Do you feel like you are being watched? Are you paranoid that someone is spying on you? If so, this article may give you piece of mind or help you find hidden cameras
With the recent advances in technology, tiny surveillance video cameras have become incredibly cheap to buy and the average covert spy camera measures just 30mm x 30mm x 30mm in size, or less! (see figure 1) Which means these spy cameras can be hidden pretty much anywhere – such as behind walls, mirrors, teddy bears, books, watches, vases, photo frames, alarm clocks, and lots of other every day objects.

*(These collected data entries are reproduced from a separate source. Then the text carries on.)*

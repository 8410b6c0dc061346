//! Typed access to the JSON arguments of an RPC call.
//!
//! Clients send either named arguments (`{"handle": 3}`) or positional ones
//! (`[3, true]`). Extraction failures surface as
//! [`CoreError::InvalidParams`] with the offending parameter named.

use serde::de::DeserializeOwned;
use serde_json::{Map, Value};

use crate::errors::CoreError;
use crate::types::Handle;

/// Arguments of one call.
#[derive(Debug, Clone, Default, PartialEq)]
pub struct Params(Value);

impl Params {
    pub fn new(value: Value) -> Self {
        Self(value)
    }

    /// No arguments.
    pub fn empty() -> Self {
        Self(Value::Null)
    }

    pub fn as_value(&self) -> &Value {
        &self.0
    }

    pub fn into_value(self) -> Value {
        self.0
    }

    fn named(&self, name: &str) -> Option<&Value> {
        match &self.0 {
            Value::Object(map) => map.get(name).filter(|v| !v.is_null()),
            _ => None,
        }
    }

    /// Named argument that must be present.
    pub fn required<T: DeserializeOwned>(&self, name: &str) -> Result<T, CoreError> {
        let value = self
            .named(name)
            .ok_or_else(|| CoreError::InvalidParams(format!("missing parameter '{name}'")))?;
        decode(name, value)
    }

    /// Named argument that may be absent or `null`.
    pub fn optional<T: DeserializeOwned>(&self, name: &str) -> Result<Option<T>, CoreError> {
        self.named(name).map(|v| decode(name, v)).transpose()
    }

    /// Named argument holding a registry handle.
    pub fn handle(&self, name: &str) -> Result<Handle, CoreError> {
        self.required::<Handle>(name)
    }

    /// Positional argument that must be present.
    pub fn required_at<T: DeserializeOwned>(&self, index: usize) -> Result<T, CoreError> {
        let value = match &self.0 {
            Value::Array(items) => items.get(index).filter(|v| !v.is_null()),
            _ => None,
        };
        let label = format!("#{index}");
        let value = value
            .ok_or_else(|| CoreError::InvalidParams(format!("missing parameter {label}")))?;
        decode(&label, value)
    }

    /// Named arguments as a map (empty for positional or absent arguments).
    pub fn as_map(&self) -> Map<String, Value> {
        match &self.0 {
            Value::Object(map) => map.clone(),
            _ => Map::new(),
        }
    }
}

impl From<Value> for Params {
    fn from(value: Value) -> Self {
        Self(value)
    }
}

fn decode<T: DeserializeOwned>(name: &str, value: &Value) -> Result<T, CoreError> {
    T::deserialize(value)
        .map_err(|e| CoreError::InvalidParams(format!("parameter '{name}': {e}")))
}

#[cfg(test)]
mod tests {
    use super::*;
    use serde_json::json;

    #[test]
    fn test_named_params() {
        let params = Params::new(json!({"handle": 4, "autoConnect": true, "label": null}));
        assert_eq!(params.handle("handle").unwrap(), Handle::new(4));
        assert!(params.required::<bool>("autoConnect").unwrap());
        assert_eq!(params.optional::<String>("label").unwrap(), None);
        assert_eq!(params.optional::<u32>("missing").unwrap(), None);
    }

    #[test]
    fn test_missing_and_mistyped() {
        let params = Params::new(json!({"handle": "four"}));
        let err = params.handle("handle").unwrap_err();
        assert!(matches!(err, CoreError::InvalidParams(ref m) if m.contains("'handle'")));

        let err = params.required::<u32>("timeout").unwrap_err();
        assert_eq!(err.to_string(), "invalid params: missing parameter 'timeout'");
    }

    #[test]
    fn test_positional_params() {
        let params = Params::new(json!([7, "ab:cd"]));
        assert_eq!(params.required_at::<u32>(0).unwrap(), 7);
        assert_eq!(params.required_at::<String>(1).unwrap(), "ab:cd");
        assert!(params.required_at::<u32>(2).is_err());
        assert!(params.required::<u32>("x").is_err());
    }

    #[test]
    fn test_empty_params() {
        let params = Params::empty();
        assert!(params.as_map().is_empty());
        assert_eq!(params.optional::<u32>("max").unwrap(), None);
    }
}
//! Error types for the facade host core.
//!
//! `CoreError` is what a call into a session, facade, or registry can fail
//! with. Every variant is recoverable and is mapped to a wire-safe
//! [`ErrorPayload`] at the dispatcher boundary. Teardown failures are the
//! exception: they are collected in a [`TeardownReport`] and logged, never
//! returned to a caller.

use serde::{Deserialize, Serialize};
use serde_json::{json, Value};
use thiserror::Error;

use crate::types::{ClientId, Handle};

// ============================================================================
// Core Error
// ============================================================================

/// Unified error for core operations.
#[derive(Debug, Error)]
pub enum CoreError {
    /// A handle is not present in the named registry
    #[error("Invalid index input: {handle} ({registry})")]
    InvalidHandle { registry: String, handle: Handle },

    /// The requested facade type is not in the catalog
    #[error("unknown facade: {0}")]
    UnknownFacade(String),

    /// No live session exists for this client
    #[error("session not found: {0}")]
    SessionNotFound(ClientId),

    /// The facade does not expose this operation
    #[error("unknown method {facade}.{method}")]
    UnknownMethod { facade: String, method: String },

    /// Missing or mistyped call arguments
    #[error("invalid params: {0}")]
    InvalidParams(String),

    /// The 32-bit handle space of a registry is used up
    #[error("handle space exhausted in {registry}")]
    RegistryExhausted { registry: String },

    /// The registry was released with its facade and takes no new objects
    #[error("registry {registry} is closed")]
    RegistryClosed { registry: String },

    /// The configured maximum number of sessions is reached
    #[error("session limit reached ({limit})")]
    SessionLimitReached { limit: usize },

    /// A facade factory failed to build its instance
    #[error("failed to construct facade {facade}: {reason}")]
    FacadeConstruction { facade: String, reason: String },

    /// The facade instance was torn down while the call was in flight
    #[error("facade {0} has been torn down")]
    FacadeTornDown(String),

    /// Failure reported by the underlying platform API
    #[error(transparent)]
    Platform(#[from] anyhow::Error),
}

impl CoreError {
    /// Shorthand for [`CoreError::InvalidHandle`].
    pub fn invalid_handle(registry: impl Into<String>, handle: Handle) -> Self {
        CoreError::InvalidHandle {
            registry: registry.into(),
            handle,
        }
    }

    /// Stable machine-readable code.
    pub fn code(&self) -> &'static str {
        match self {
            CoreError::InvalidHandle { .. } => "invalid_handle",
            CoreError::UnknownFacade(_) => "unknown_facade",
            CoreError::SessionNotFound(_) => "session_not_found",
            CoreError::UnknownMethod { .. } => "unknown_method",
            CoreError::InvalidParams(_) => "invalid_params",
            CoreError::RegistryExhausted { .. } => "registry_exhausted",
            CoreError::RegistryClosed { .. } => "registry_closed",
            CoreError::SessionLimitReached { .. } => "session_limit_reached",
            CoreError::FacadeConstruction { .. } => "facade_construction",
            CoreError::FacadeTornDown(_) => "facade_torn_down",
            CoreError::Platform(_) => "platform",
        }
    }

    /// Whether the error was caused by the client rather than the host.
    pub fn is_client_error(&self) -> bool {
        matches!(
            self,
            CoreError::InvalidHandle { .. }
                | CoreError::UnknownFacade(_)
                | CoreError::SessionNotFound(_)
                | CoreError::UnknownMethod { .. }
                | CoreError::InvalidParams(_)
        )
    }

    /// Build the payload surfaced verbatim to the calling client.
    pub fn to_payload(&self) -> ErrorPayload {
        let details = match self {
            CoreError::InvalidHandle { registry, handle } => {
                Some(json!({ "registry": registry, "handle": handle }))
            }
            CoreError::UnknownFacade(name) => Some(json!({ "facade": name })),
            CoreError::SessionNotFound(client_id) => Some(json!({ "client_id": client_id })),
            CoreError::UnknownMethod { facade, method } => {
                Some(json!({ "facade": facade, "method": method }))
            }
            CoreError::RegistryExhausted { registry } | CoreError::RegistryClosed { registry } => {
                Some(json!({ "registry": registry }))
            }
            CoreError::SessionLimitReached { limit } => Some(json!({ "limit": limit })),
            CoreError::FacadeConstruction { facade, .. } | CoreError::FacadeTornDown(facade) => {
                Some(json!({ "facade": facade }))
            }
            CoreError::InvalidParams(_) | CoreError::Platform(_) => None,
        };

        ErrorPayload {
            code: self.code().to_string(),
            message: self.to_string(),
            details,
        }
    }
}

/// Wire-safe error returned to a remote client.
#[derive(Debug, Clone, PartialEq, Serialize, Deserialize)]
pub struct ErrorPayload {
    pub code: String,
    pub message: String,
    #[serde(default, skip_serializing_if = "Option::is_none")]
    pub details: Option<Value>,
}

// ============================================================================
// Teardown
// ============================================================================

/// One failed release step during facade teardown.
#[derive(Debug, Clone, Error)]
#[error("teardown of {facade} failed to release {resource}: {reason}")]
pub struct TeardownError {
    pub facade: String,
    pub resource: String,
    pub reason: String,
}

impl TeardownError {
    pub fn new(
        facade: impl Into<String>,
        resource: impl Into<String>,
        reason: impl std::fmt::Display,
    ) -> Self {
        Self {
            facade: facade.into(),
            resource: resource.into(),
            reason: reason.to_string(),
        }
    }
}

/// Outcome of tearing down one facade.
#[derive(Debug, Clone, Default)]
pub struct TeardownReport {
    pub facade: String,
    /// Set when teardown had already run; nothing was released this time
    pub already_torn_down: bool,
    pub callbacks_unregistered: usize,
    pub objects_released: usize,
    pub shared_released: usize,
    pub failures: Vec<TeardownError>,
}

impl TeardownReport {
    pub fn is_clean(&self) -> bool {
        self.failures.is_empty()
    }
}

#[cfg(test)]
mod tests {
    use super::*;

    #[test]
    fn test_invalid_handle_message_and_payload() {
        let err = CoreError::invalid_handle("characteristic registry", Handle::new(9));
        assert_eq!(
            err.to_string(),
            "Invalid index input: 9 (characteristic registry)"
        );
        assert!(err.is_client_error());

        let payload = err.to_payload();
        assert_eq!(payload.code, "invalid_handle");
        let details = payload.details.unwrap();
        assert_eq!(details["registry"], "characteristic registry");
        assert_eq!(details["handle"], 9);
    }

    #[test]
    fn test_platform_error_is_transparent() {
        let err = CoreError::from(anyhow::anyhow!("adapter off"));
        assert_eq!(err.to_string(), "adapter off");
        assert_eq!(err.code(), "platform");
        assert!(!err.is_client_error());
        assert!(err.to_payload().details.is_none());
    }

    #[test]
    fn test_payload_omits_empty_details() {
        let payload = CoreError::InvalidParams("missing name".into()).to_payload();
        let json = serde_json::to_value(&payload).unwrap();
        assert_eq!(json["code"], "invalid_params");
        assert!(json.get("details").is_none());
    }

    #[test]
    fn test_registry_closed_names_the_registry() {
        let err = CoreError::RegistryClosed {
            registry: "connection registry".into(),
        };
        assert_eq!(err.to_string(), "registry connection registry is closed");
        assert_eq!(err.code(), "registry_closed");
        assert!(!err.is_client_error());
        assert_eq!(err.to_payload().details.unwrap()["registry"], "connection registry");
    }

    #[test]
    fn test_teardown_error_display() {
        let err = TeardownError::new("radio", "gatt registry #3", "already closed");
        assert_eq!(
            err.to_string(),
            "teardown of radio failed to release gatt registry #3: already closed"
        );
    }
}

Putting that in consideration, spy cameras can be hidden near you and you’d be aware of their existence. If you have reasons to believe that you’re being spied on by a covert spy camera then here are some tips that will help you to find them.
1) Use a RF bug detector
A Radio Frequency (RF) bug detector can quickly check for wireless spy cameras in nearby areas. There are lots of different types of bug detectors, so you need to make sure you purchased one that’s sensitive to common transmitting spy camera frequencies (900MHz, 1.2GHz, 2.4GHz, and 5.8GHz). To use the bug detector, you walk around a room waving the detector up and down the wall while moving very slowly.
When you discover a transmission source, you need to investigate if that transmitter is a bug or a benign transmission (e.g. a wireless thermostat or WiFi network). So an RF bug detector can give you clues if there’s a transmitting spy camera around.
2) Use a spy camera detector gadget
Spy camera detectors are slower to use compared to RF bug detectors, but spy camera detectors are great for finding hidden spy cameras that don’t transmit. Basically the device is a long slim gadget with a little glass viewfinder. When you look through the glass window, you can see any camera lens sparkle due to the specially-designed red LEDs on the other side of the device. Using these clever optics, it becomes very easy to spot any spy camera that’s not hidden behind glass or plastic. So the spy camera detector helps you locate hidden cameras by making the camera lens sparkle.
3) Look for disturbances in furniture and dust
One massive tell-tail that a room has been interfered with is that furniture has been moved or disturbed. So look for any new objects in your rooms, changes in dust patterns (it’s nearly impossible to be completely free of dust!), disturbed ceiling tiles, check if there’s any fallen brick/wall dust on the floor. e.g. if a ceiling light has been tampered with, there would be dust on the ceiling fitting itself or on the floor when dust has fallen.
Since spy cameras need a straight line of sight to be able to record what you’re doing, you can start with any area that directly observes you for most of the time. Visually looking for a spy camera is very time-consuming, so starting within your line of sight will help you prioritise.
4) Look for holes and black dots
Pinhole spy cameras are the easiest to hide, as their camera lens is just 1mm to 3mm in diameter. Therefore you need to look for spy holes in walls and furniture which would allow a spy camera to be concealed. You can search for spy holes by sight or by touch (ideally both). Look for anything that appears to look slightly odd (e.g. a black spot on a pattern is very easy to see). If you find something suspicious, check it out using the gadgets from 1 and 2 above to help determine if you’ve found a hidden spy camera.
So there you go, 4 practical tips for finding a hidden spy camera. Just remember, just because you’re paranoid, it doesn’t mean they’re not out to get you!